//! 细粒子运动积分

use super::hash_table::SpatialHashTable;
use super::types::FineParticle;
use rayon::prelude::*;

/// 运动积分器
///
/// 细粒子没有自己的动力学，只跟随归属体素的质量加权平均速度移动，
/// 同时推进出现/消失动画。
#[derive(Debug, Clone, Copy, Default)]
pub struct MotionIntegrator;

impl MotionIntegrator {
    /// 移动所有粒子、推进出现动画并重新计算归属体素
    ///
    /// 归属体素本步不存在时粒子原地不动。消失动画已在 ApplyParticleMass
    /// 中推进，这里不再处理。
    pub fn integrate(particles: &mut [FineParticle], table: &SpatialHashTable, dt: f32, ease_step: f32) {
        let voxel_size = table.geometry().voxel_size;
        particles.par_iter_mut().for_each(|particle| {
            if let Some(velocity) = table.velocity(particle.owner_voxel) {
                particle.position += velocity * dt;
            }
            if !particle.is_despawning() {
                particle.advance_phase(ease_step);
            }
            particle.revalidate_owner(voxel_size);
        });
    }
}
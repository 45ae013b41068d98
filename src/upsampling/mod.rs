//! 颗粒细粒子上采样模块
//!
//! 把求解器输出的少量粗粒子变成大量仅用于显示的细粒子，每步在 CPU
//! 线程池上完成，不重新运行物理。
//!
//! ## 架构设计
//!
//! ```text
//! ┌─────────────────────────────────────────────────────────┐
//! │                  Particle Upsampler                      │
//! ├─────────────────────────────────────────────────────────┤
//! │  0. 两步之间的扩容                                        │
//! │     - 粗粒子缓冲区 / 活动体素缓冲区 / 哈希表 / 细粒子池    │
//! │                                                          │
//! │  1. ClearTable / UpdateGrid                              │
//! │     - 清空哈希表，插入活动体素                            │
//! │     - 粗粒子质量计入中心所在体素，邻居只累加速度           │
//! │                                                          │
//! │  2. ApplyParticleMass / Compact / Swap                   │
//! │     - 细粒子认领体素名额，失败则开始消失并推进消失动画     │
//! │     - 保序压缩到另一个缓冲区并翻转                         │
//! │                                                          │
//! │  3. SpawnParticles / Move                                │
//! │     - 剩余名额在体素内部区域生成新粒子                     │
//! │     - 跟随体素速度移动，推进出现动画                       │
//! └─────────────────────────────────────────────────────────┘
//! ```
//!
//! ## 使用示例
//!
//! ```ignore
//! let mut upsampler = ParticleUpsampler::new(UpsamplingConfig::default())?;
//!
//! // 每个模拟步
//! if let Some(stats) = upsampler.step(&terrain, dt)? {
//!     let snapshot = upsampler.snapshot();
//!     renderer.upload(snapshot.as_bytes());
//! }
//! ```

pub mod hash_table;
pub mod motion;
pub mod pipeline;
pub mod pool;
pub mod properties;
pub mod provider;
pub mod snapshot;
pub mod types;
pub mod upsampler;
pub mod voxel_grid;


pub use hash_table::{RoomClaim, SpatialHashTable, INITIAL_VOXEL_BUFFER_SIZE};
pub use motion::MotionIntegrator;
pub use pipeline::{PassReport, StepInputs, UpsamplingPipeline};
pub use pool::FineParticlePool;
pub use properties::{FineParticleProperties, PACKING_RATIO};
pub use provider::{ParticleProvider, StaticParticleSource};
pub use snapshot::{FineParticleSnapshot, RenderInstance};
pub use types::{
    ease, Aabb, CoarseParticle, FineParticle, ParticleState, VoxelEntry, VoxelGeometry, VoxelIndex,
    VOXEL_COORD_LIMIT,
};
pub use upsampler::ParticleUpsampler;
pub use voxel_grid::{VoxelGridGenerator, MAX_INFLUENCE_VOXELS};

# # #

Task directions → Copy each record from above exactly, and include every line.

Problem solution →
//! 细粒子运动积分

use super::hash_table::SpatialHashTable;
use super::types::FineParticle;
use rayon::prelude::*;

/// 运动积分器
///
/// 细粒子没有自己的动力学，只跟随归属体素的质量加权平均速度移动，
/// 同时推进出现/消失动画。
#[derive(Debug, Clone, Copy, Default)]
pub struct MotionIntegrator;

impl MotionIntegrator {
    /// 移动所有粒子、推进出现动画并重新计算归属体素
    ///
    /// 归属体素本步不存在时粒子原地不动。消失动画已在 ApplyParticleMass
    /// 中推进，这里不再处理。
    pub fn integrate(particles: &mut [FineParticle], table: &SpatialHashTable, dt: f32, ease_step: f32) {
        let voxel_size = table.geometry().voxel_size;
        particles.par_iter_mut().for_each(|particle| {
            if let Some(velocity) = table.velocity(particle.owner_voxel) {
                particle.position += velocity * dt;
            }
            if !particle.is_despawning() {
                particle.advance_phase(ease_step);
            }
            particle.revalidate_owner(voxel_size);
        });
    }
}
repository 45ae013b41068d98
filename src/upsampling/mod.rs
//! 颗粒细粒子上采样模块
//!
//! 把求解器输出的少量粗粒子变成大量仅用于显示的细粒子，每步在 CPU
//! 线程池上完成，不重新运行物理。
//!
//! ## 架构设计
//!
//! ```text
//! ┌─────────────────────────────────────────────────────────┐
//! │                  Particle Upsampler                      │
//! ├─────────────────────────────────────────────────────────┤
//! │  0. 两步之间的扩容                                        │
//! │     - 粗粒子缓冲区 / 活动体素缓冲区 / 哈希表 / 细粒子池    │
//! │                                                          │
//! │  1. ClearTable / UpdateGrid                              │
//! │     - 清空哈希表，插入活动体素                            │
//! │     - 粗粒子质量计入中心所在体素，邻居只累加速度           │
//! │                                                          │
//! │  2. ApplyParticleMass / Compact / Swap                   │
//! │     - 细粒子认领体素名额，失败则开始消失并推进消失动画     │
//! │     - 保序压缩到另一个缓冲区并翻转                         │
//! │                                                          │
//! │  3. SpawnParticles / Move                                │
//! │     - 剩余名额在体素内部区域生成新粒子                     │
//! │     - 跟随体素速度移动，推进出现动画                       │
//! └─────────────────────────────────────────────────────────┘
//! ```
//!
//! ## 使用示例
//!
//! ```ignore
//! let mut upsampler = ParticleUpsampler::new(UpsamplingConfig::default())?;
//!
//! // 每个模拟步
//! if let Some(stats) = upsampler.step(&terrain, dt)? {
//!     let snapshot = upsampler.snapshot();
//!     renderer.upload(snapshot.as_bytes());
//! }
//! ```

pub mod hash_table;
pub mod motion;
pub mod pipeline;
pub mod pool;
pub mod properties;
pub mod provider;
pub mod snapshot;
pub mod types;
pub mod upsampler;
pub mod voxel_grid;


pub use hash_table::{RoomClaim, SpatialHashTable, INITIAL_VOXEL_BUFFER_SIZE};
pub use motion::MotionIntegrator;
pub use pipeline::{PassReport, StepInputs, UpsamplingPipeline};
pub use pool::FineParticlePool;
pub use properties::{FineParticleProperties, PACKING_RATIO};
pub use provider::{ParticleProvider, StaticParticleSource};
pub use snapshot::{FineParticleSnapshot, RenderInstance};
pub use types::{
    ease, Aabb, CoarseParticle, FineParticle, ParticleState, VoxelEntry, VoxelGeometry, VoxelIndex,
    VOXEL_COORD_LIMIT,
};
pub use upsampler::ParticleUpsampler;
pub use voxel_grid::{VoxelGridGenerator, MAX_INFLUENCE_VOXELS};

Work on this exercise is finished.